Exercise aim:
Repeat all of the data exactly. Leave nothing out.

*** Supplied records ***

//! # Token Verification
//!
//! One capability, [`TokenVerifier`], with two strategies:
//!
//! - [`SignatureVerifier`] - RS256 signature against the provider key set, then
//!   the claim policy (with `nbf`)
//! - [`ClaimsOnlyVerifier`] - claim policy only; an explicit trust trade-off for
//!   issuers whose tokens are opaque to relying parties
//!
//! Both share [`ClaimPolicy`] for claim extraction and scope checking.
//! [`TokenVerifier::verify`] never fails loudly: a rejected token yields `None`
//! and the reason is logged at `warn`.

mod claims_only;
mod diagnostics;
mod policy;
mod principal;
mod signature;

pub use claims_only::ClaimsOnlyVerifier;
pub use diagnostics::Diagnostics;
pub use policy::ClaimPolicy;
pub use principal::{Principal, UNKNOWN_CLIENT};
pub use signature::{SIGNATURE_ALGORITHM, SignatureVerifier};

use std::fmt;
use std::sync::Arc;

use async_trait::async_trait;
use serde::{Deserialize, Serialize};
use thiserror::Error;
use tracing::{debug, warn};

use crate::discovery::IdentityMetadata;
use crate::error::Rejection;
use crate::http_client::SharedHttpClient;
use crate::jwt::JwksClient;
use crate::scope::{ScopeNamespace, ScopeSet};

/// Bearer token verification capability
#[async_trait]
pub trait TokenVerifier: Send + Sync + fmt::Debug {
    /// Run every check and explain a rejection
    ///
    /// # Errors
    ///
    /// Returns the [`Rejection`] of the first failing check.
    async fn check(&self, token: &str) -> Result<Principal, Rejection>;

    /// Strategy implemented by this verifier
    fn strategy(&self) -> VerificationStrategy;

    /// Claim policy applied after decoding
    fn policy(&self) -> &ClaimPolicy;

    /// Verify a token, yielding the principal or `None`
    async fn verify(&self, token: &str) -> Option<Principal> {
        match self.check(token).await {
            Ok(principal) => {
                debug!(
                    strategy = %self.strategy(),
                    client_id = %principal.client_id(),
                    scopes = %principal.scopes(),
                    "Token accepted"
                );
                Some(principal)
            }
            Err(rejection) => {
                warn!(strategy = %self.strategy(), reason = %rejection, "Token rejected");
                None
            }
        }
    }
}

/// How inbound tokens are verified
#[derive(Debug, Clone, Copy, PartialEq, Eq, Hash, Default, Serialize, Deserialize)]
#[serde(rename_all = "kebab-case")]
pub enum VerificationStrategy {
    /// Signature checked against the provider key set
    #[default]
    Signature,
    /// Claims read at face value; signature not checked
    ClaimsOnly,
}

impl VerificationStrategy {
    /// Whether scopes are normalized unless configured otherwise
    pub fn normalizes_scopes_by_default(self) -> bool {
        matches!(self, Self::Signature)
    }

    /// Configuration name of the strategy
    pub fn as_str(self) -> &'static str {
        match self {
            Self::Signature => "signature",
            Self::ClaimsOnly => "claims-only",
        }
    }
}

impl fmt::Display for VerificationStrategy {
    fn fmt(&self, f: &mut fmt::Formatter<'_>) -> fmt::Result {
        f.write_str(self.as_str())
    }
}

/// Verifier construction errors
#[derive(Debug, Clone, PartialEq, Eq, Error)]
pub enum VerifierConfigError {
    /// Claims-only requested without acknowledging the trust trade-off
    #[error(
        "claims-only verification skips signature checks and requires allow_unverified_signatures"
    )]
    UnverifiedSignaturesNotAllowed,

    /// No audience configured
    #[error("an audience is required")]
    MissingAudience,

    /// No issuer configured for a strategy without a discovered issuer
    #[error("at least one allowed issuer is required for {0} verification")]
    MissingIssuers(VerificationStrategy),

    /// No required scopes configured
    #[error("at least one required scope is required")]
    MissingRequiredScopes,

    /// Normalization enabled with no namespace to normalize into
    #[error("scope normalization requires a non-empty scope namespace")]
    NormalizationWithoutNamespace,
}

/// Everything needed to build a verifier
#[derive(Debug, Clone, Serialize, Deserialize)]
pub struct VerifierConfig {
    /// Verification strategy
    pub strategy: VerificationStrategy,
    /// Exact `aud` value
    pub audience: String,
    /// Accepted `iss` values; empty means the discovered issuer (signature only)
    #[serde(default)]
    pub issuers: Vec<String>,
    /// Scopes every token must carry
    pub required_scopes: ScopeSet,
    /// Namespace for short-form scopes
    #[serde(default)]
    pub scope_namespace: Option<ScopeNamespace>,
    /// Normalize token and required scopes against the namespace
    pub normalize_scopes: bool,
    /// Operator acknowledgement of the claims-only trust trade-off
    #[serde(default)]
    pub allow_unverified_signatures: bool,
    /// Log presented versus expected claims at `debug`
    #[serde(default)]
    pub diagnostics: bool,
}

impl VerifierConfig {
    /// Build the configured verifier
    ///
    /// # Errors
    ///
    /// Returns [`VerifierConfigError`] for an empty audience or scope list,
    /// normalization without a namespace, claims-only verification without
    /// `allow_unverified_signatures`, or claims-only without issuers.
    pub fn build(
        &self,
        metadata: &IdentityMetadata,
        http: &SharedHttpClient,
    ) -> Result<Arc<dyn TokenVerifier>, VerifierConfigError> {
        if self.strategy == VerificationStrategy::ClaimsOnly && !self.allow_unverified_signatures {
            return Err(VerifierConfigError::UnverifiedSignaturesNotAllowed);
        }

        let policy = self.policy(metadata)?;

        let verifier: Arc<dyn TokenVerifier> = match self.strategy {
            VerificationStrategy::Signature => Arc::new(
                SignatureVerifier::new(JwksClient::new(&metadata.jwks_uri, http.clone()), policy)
                    .with_diagnostics(self.diagnostics),
            ),
            VerificationStrategy::ClaimsOnly => {
                warn!("Claims-only verification enabled: token signatures are not checked");
                Arc::new(ClaimsOnlyVerifier::new(policy).with_diagnostics(self.diagnostics))
            }
        };

        Ok(verifier)
    }

    /// Required scopes in the form tokens are checked against
    ///
    /// Qualified with the namespace when normalization is on, as written
    /// otherwise.
    pub fn effective_required_scopes(&self) -> ScopeSet {
        match &self.scope_namespace {
            Some(namespace) if self.normalize_scopes && !namespace.is_empty() => {
                self.required_scopes.normalized(namespace)
            }
            _ => self.required_scopes.clone(),
        }
    }

    /// Build the claim policy this configuration describes
    ///
    /// # Errors
    ///
    /// Returns [`VerifierConfigError`] as for [`build`](Self::build), except
    /// for the trust trade-off acknowledgement.
    pub fn policy(&self, metadata: &IdentityMetadata) -> Result<ClaimPolicy, VerifierConfigError> {
        if self.audience.trim().is_empty() {
            return Err(VerifierConfigError::MissingAudience);
        }
        if self.required_scopes.is_empty() {
            return Err(VerifierConfigError::MissingRequiredScopes);
        }

        let issuers = if self.issuers.is_empty() {
            match self.strategy {
                VerificationStrategy::Signature => vec![metadata.issuer.clone()],
                VerificationStrategy::ClaimsOnly => {
                    return Err(VerifierConfigError::MissingIssuers(self.strategy));
                }
            }
        } else {
            self.issuers.clone()
        };

        let policy = ClaimPolicy::new(&self.audience, issuers, self.required_scopes.clone());

        if !self.normalize_scopes {
            return Ok(policy);
        }

        match &self.scope_namespace {
            Some(namespace) if !namespace.is_empty() => {
                Ok(policy.with_scope_namespace(namespace.clone()))
            }
            _ => Err(VerifierConfigError::NormalizationWithoutNamespace),
        }
    }
}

***

Task result:
//! # Token Verification
//!
//! One capability, [`TokenVerifier`], with two strategies:
//!
//! - [`SignatureVerifier`] - RS256 signature against the provider key set, then
//!   the claim policy (with `nbf`)
//! - [`ClaimsOnlyVerifier`] - claim policy only; an explicit trust trade-off for
//!   issuers whose tokens are opaque to relying parties
//!
//! Both share [`ClaimPolicy`] for claim extraction and scope checking.
//! [`TokenVerifier::verify`] never fails loudly: a rejected token yields `None`
//! and the reason is logged at `warn`.

mod claims_only;
mod diagnostics;
mod policy;
mod principal;
mod signature;

pub use claims_only::ClaimsOnlyVerifier;
pub use diagnostics::Diagnostics;
pub use policy::ClaimPolicy;
pub use principal::{Principal, UNKNOWN_CLIENT};
pub use signature::{SIGNATURE_ALGORITHM, SignatureVerifier};

use std::fmt;
use std::sync::Arc;

use async_trait::async_trait;
use serde::{Deserialize, Serialize};
use thiserror::Error;
use tracing::{debug, warn};

use crate::discovery::IdentityMetadata;
use crate::error::Rejection;
use crate::http_client::SharedHttpClient;
use crate::jwt::JwksClient;
use crate::scope::{ScopeNamespace, ScopeSet};

/// Bearer token verification capability
#[async_trait]
pub trait TokenVerifier: Send + Sync + fmt::Debug {
    /// Run every check and explain a rejection
    ///
    /// # Errors
    ///
    /// Returns the [`Rejection`] of the first failing check.
    async fn check(&self, token: &str) -> Result<Principal, Rejection>;

    /// Strategy implemented by this verifier
    fn strategy(&self) -> VerificationStrategy;

    /// Claim policy applied after decoding
    fn policy(&self) -> &ClaimPolicy;

    /// Verify a token, yielding the principal or `None`
    async fn verify(&self, token: &str) -> Option<Principal> {
        match self.check(token).await {
            Ok(principal) => {
                debug!(
                    strategy = %self.strategy(),
                    client_id = %principal.client_id(),
                    scopes = %principal.scopes(),
                    "Token accepted"
                );
                Some(principal)
            }
            Err(rejection) => {
                warn!(strategy = %self.strategy(), reason = %rejection, "Token rejected");
                None
            }
        }
    }
}

/// How inbound tokens are verified
#[derive(Debug, Clone, Copy, PartialEq, Eq, Hash, Default, Serialize, Deserialize)]
#[serde(rename_all = "kebab-case")]
pub enum VerificationStrategy {
    /// Signature checked against the provider key set
    #[default]
    Signature,
    /// Claims read at face value; signature not checked
    ClaimsOnly,
}

impl VerificationStrategy {
    /// Whether scopes are normalized unless configured otherwise
    pub fn normalizes_scopes_by_default(self) -> bool {
        matches!(self, Self::Signature)
    }

    /// Configuration name of the strategy
    pub fn as_str(self) -> &'static str {
        match self {
            Self::Signature => "signature",
            Self::ClaimsOnly => "claims-only",
        }
    }
}

impl fmt::Display for VerificationStrategy {
    fn fmt(&self, f: &mut fmt::Formatter<'_>) -> fmt::Result {
        f.write_str(self.as_str())
    }
}

/// Verifier construction errors
#[derive(Debug, Clone, PartialEq, Eq, Error)]
pub enum VerifierConfigError {
    /// Claims-only requested without acknowledging the trust trade-off
    #[error(
        "claims-only verification skips signature checks and requires allow_unverified_signatures"
    )]
    UnverifiedSignaturesNotAllowed,

    /// No audience configured
    #[error("an audience is required")]
    MissingAudience,

    /// No issuer configured for a strategy without a discovered issuer
    #[error("at least one allowed issuer is required for {0} verification")]
    MissingIssuers(VerificationStrategy),

    /// No required scopes configured
    #[error("at least one required scope is required")]
    MissingRequiredScopes,

    /// Normalization enabled with no namespace to normalize into
    #[error("scope normalization requires a non-empty scope namespace")]
    NormalizationWithoutNamespace,
}

/// Everything needed to build a verifier
#[derive(Debug, Clone, Serialize, Deserialize)]
pub struct VerifierConfig {
    /// Verification strategy
    pub strategy: VerificationStrategy,
    /// Exact `aud` value
    pub audience: String,
    /// Accepted `iss` values; empty means the discovered issuer (signature only)
    #[serde(default)]
    pub issuers: Vec<String>,
    /// Scopes every token must carry
    pub required_scopes: ScopeSet,
    /// Namespace for short-form scopes
    #[serde(default)]
    pub scope_namespace: Option<ScopeNamespace>,
    /// Normalize token and required scopes against the namespace
    pub normalize_scopes: bool,
    /// Operator acknowledgement of the claims-only trust trade-off
    #[serde(default)]
    pub allow_unverified_signatures: bool,
    /// Log presented versus expected claims at `debug`
    #[serde(default)]
    pub diagnostics: bool,
}

impl VerifierConfig {
    /// Build the configured verifier
    ///
    /// # Errors
    ///
    /// Returns [`VerifierConfigError`] for an empty audience or scope list,
    /// normalization without a namespace, claims-only verification without
    /// `allow_unverified_signatures`, or claims-only without issuers.
    pub fn build(
        &self,
        metadata: &IdentityMetadata,
        http: &SharedHttpClient,
    ) -> Result<Arc<dyn TokenVerifier>, VerifierConfigError> {
        if self.strategy == VerificationStrategy::ClaimsOnly && !self.allow_unverified_signatures {
            return Err(VerifierConfigError::UnverifiedSignaturesNotAllowed);
        }

        let policy = self.policy(metadata)?;

        let verifier: Arc<dyn TokenVerifier> = match self.strategy {
            VerificationStrategy::Signature => Arc::new(
                SignatureVerifier::new(JwksClient::new(&metadata.jwks_uri, http.clone()), policy)
                    .with_diagnostics(self.diagnostics),
            ),
            VerificationStrategy::ClaimsOnly => {
                warn!("Claims-only verification enabled: token signatures are not checked");
                Arc::new(ClaimsOnlyVerifier::new(policy).with_diagnostics(self.diagnostics))
            }
        };

        Ok(verifier)
    }

    /// Required scopes in the form tokens are checked against
    ///
    /// Qualified with the namespace when normalization is on, as written
    /// otherwise.
    pub fn effective_required_scopes(&self) -> ScopeSet {
        match &self.scope_namespace {
            Some(namespace) if self.normalize_scopes && !namespace.is_empty() => {
                self.required_scopes.normalized(namespace)
            }
            _ => self.required_scopes.clone(),
        }
    }

    /// Build the claim policy this configuration describes
    ///
    /// # Errors
    ///
    /// Returns [`VerifierConfigError`] as for [`build`](Self::build), except
    /// for the trust trade-off acknowledgement.
    pub fn policy(&self, metadata: &IdentityMetadata) -> Result<ClaimPolicy, VerifierConfigError> {
        if self.audience.trim().is_empty() {
            return Err(VerifierConfigError::MissingAudience);
        }
        if self.required_scopes.is_empty() {
            return Err(VerifierConfigError::MissingRequiredScopes);
        }

        let issuers = if self.issuers.is_empty() {
            match self.strategy {
                VerificationStrategy::Signature => vec![metadata.issuer.clone()],
                VerificationStrategy::ClaimsOnly => {
                    return Err(VerifierConfigError::MissingIssuers(self.strategy));
                }
            }
        } else {
            self.issuers.clone()
        };

        let policy = ClaimPolicy::new(&self.audience, issuers, self.required_scopes.clone());

        if !self.normalize_scopes {
            return Ok(policy);
        }

        match &self.scope_namespace {
            Some(namespace) if !namespace.is_empty() => {
                Ok(policy.with_scope_namespace(namespace.clone()))
            }
            _ => Err(VerifierConfigError::NormalizationWithoutNamespace),
        }
    }
}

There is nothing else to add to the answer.